Lemma 2. If $\tau(n)=30$, then the multiset of positive exponents in the prime factorization of $n$ is one of $(29)$, $(14,1)$, $(9,2)$, $(5,4)$, $(4,2,1)$; this follows from the factorizations of $30$ into integers greater than $1$.

Lemma 3. Since $30\mid n$, the number $n$ has at least three distinct prime divisors, namely $2,3,5$; hence only exponent patterns containing at least three positive exponents can occur.

Lemma 4. The only pattern from Lemma 2 with at least three positive exponents is $(4,2,1)$.

Lemma 5. Any number divisible by $30$ and having exponent pattern $(4,2,1)$ must be one of the six assignments of these exponents to $2,3,5$.

The hardest direction is proving completeness, namely that no other exponent pattern can occur.

Solution

Let

$$n=\prod p_i^{a_i}$$

be the prime factorization of $n$, where all $a_i\ge1$.

The number of positive divisors of $n$ equals

$$\tau(n)=\prod (a_i+1).$$

We are given that

$$\tau(n)=30.$$

Since

$$30=30=15\cdot2=10\cdot3=6\cdot5=5\cdot3\cdot2,$$

the possible multisets of values $(a_i+1)$ are

$$(30),\quad (15,2),\quad (10,3),\quad (6,5),\quad (5,3,2).$$

Subtracting $1$ from each entry gives the possible exponent patterns

$$(29),\quad (14,1),\quad (9,2),\quad (5,4),\quad (4,2,1).$$

Now $30\mid n$. Hence $2$, $3$, and $5$ all divide $n$. Therefore $n$ has at least three distinct prime divisors.

The patterns

$$(29),\ (14,1),\ (9,2),\ (5,4)$$

contain only one or two positive exponents, so they correspond to numbers having only one or two distinct prime divisors. None of them is possible.

Thus the only remaining exponent pattern is

$$(4,2,1).$$

Consequently,

$$n=p^4q^2r,$$

where $p,q,r$ are distinct primes.

Since $2$, $3$, and $5$ divide $n$, the primes $p,q,r$ must be exactly $2,3,5$. Hence every such number is obtained by assigning the exponents $4,2,1$ to the primes $2,3,5$.

This yields precisely the six numbers

$$2^4\cdot3^2\cdot5=720,$$

$$2^4\cdot3\cdot5^2=1200,$$

$$2^2\cdot3^4\cdot5=1620,$$

$$2\cdot3^4\cdot5^2=4050,$$

$$2^2\cdot3\cdot5^4=7500,$$

$$2\cdot3^2\cdot5^4=11250.$$

For each of them,

$$\tau(n)=(4+1)(2+1)(1+1)=5\cdot3\cdot2=30,$$

and each is divisible by $30$.

Hence these six numbers satisfy the required conditions, and every number satisfying the conditions is among them.

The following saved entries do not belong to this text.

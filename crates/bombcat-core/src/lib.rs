pub mod belief;
pub mod game;
pub mod model;

pub struct AppInfo;

impl AppInfo {
    pub const fn name() -> &'static str {
        "bombcat"
    }

    pub const fn codename() -> &'static str {
        "Exploding Stack"
    }

    pub const fn version() -> &'static str {
        env!("CARGO_PKG_VERSION")
    }
}
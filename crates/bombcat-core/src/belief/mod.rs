//! What the automated contestant believes about the stack.
//!
//! The model is a slot array running parallel to the stack. The stack owns it
//! and updates it on every mutation, so both always have the same length.

mod slots;

pub use slots::{Knowledge, StackBelief};
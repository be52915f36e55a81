pub mod card;
pub mod contestant;
pub mod hand;
pub mod stack;
pub mod driver;
pub mod policy;

pub use driver::{BotTurn, DriverError, PolicyInput, drive_match, run_bot_turn};
pub use policy::{Decision, DecisionRule, HeuristicPolicy, Policy, PolicyContext, PolicyKind, RandomPolicy};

Therefore all such numbers are

$$\boxed{{720,\ 1200,\ 1620,\ 4050,\ 7500,\ 11250}}.$$

Verification of Key Steps

The first delicate step is the passage from $\tau(n)=30$ to the exponent patterns. Since

$$\tau(n)=\prod(a_i+1),$$

every factor $a_i+1$ is an integer greater than $1$. The complete factorizations of $30$ into such integers are

$$30,\quad 15\cdot2,\quad 10\cdot3,\quad 6\cdot5,\quad 5\cdot3\cdot2.$$

There is no factorization of $30$ into four or more integers greater than $1$, because the smallest product of four such integers is

$$2^4=16,$$

and the only way to continue multiplying by integers at least $2$ overshoots $30$.

The second delicate step is excluding all patterns except $(4,2,1)$. Since $30\mid n$, the primes $2,3,5$ all occur in the factorization of $n$. Thus at least three exponents are positive. The patterns $(29)$, $(14,1)$, $(9,2)$, and $(5,4)$ contain only one or two positive exponents, so they cannot occur.

The third delicate step is showing that no additional prime factor can appear. The pattern $(4,2,1)$ contains exactly three positive exponents. Therefore $n$ has exactly three distinct prime divisors. Because $2$, $3$, and $5$ already divide $n$, these three primes must be precisely $2$, $3$, and $5$.

Alternative Approaches

One may begin directly from the requirement that $30\mid n$. Writing

$$n=2^a3^b5^c m,$$

where $(m,30)=1$, we obtain

$$\tau(n)=(a+1)(b+1)(c+1)\tau(m)=30.$$

Since $a,b,c\ge1$, each of the first three factors is at least $2$. The product $30=2\cdot3\cdot5$ contains only three prime factors counting multiplicity, which forces

$$\tau(m)=1$$

and hence $m=1$. Then $(a+1,b+1,c+1)$ must be a permutation of $(5,3,2)$, giving the same six numbers.

The main approach is preferable because it classifies all exponent patterns for numbers with $30$ divisors first and then uses the divisibility-by-$30$ condition to eliminate all but one pattern. This makes the completeness of the classification completely transparent.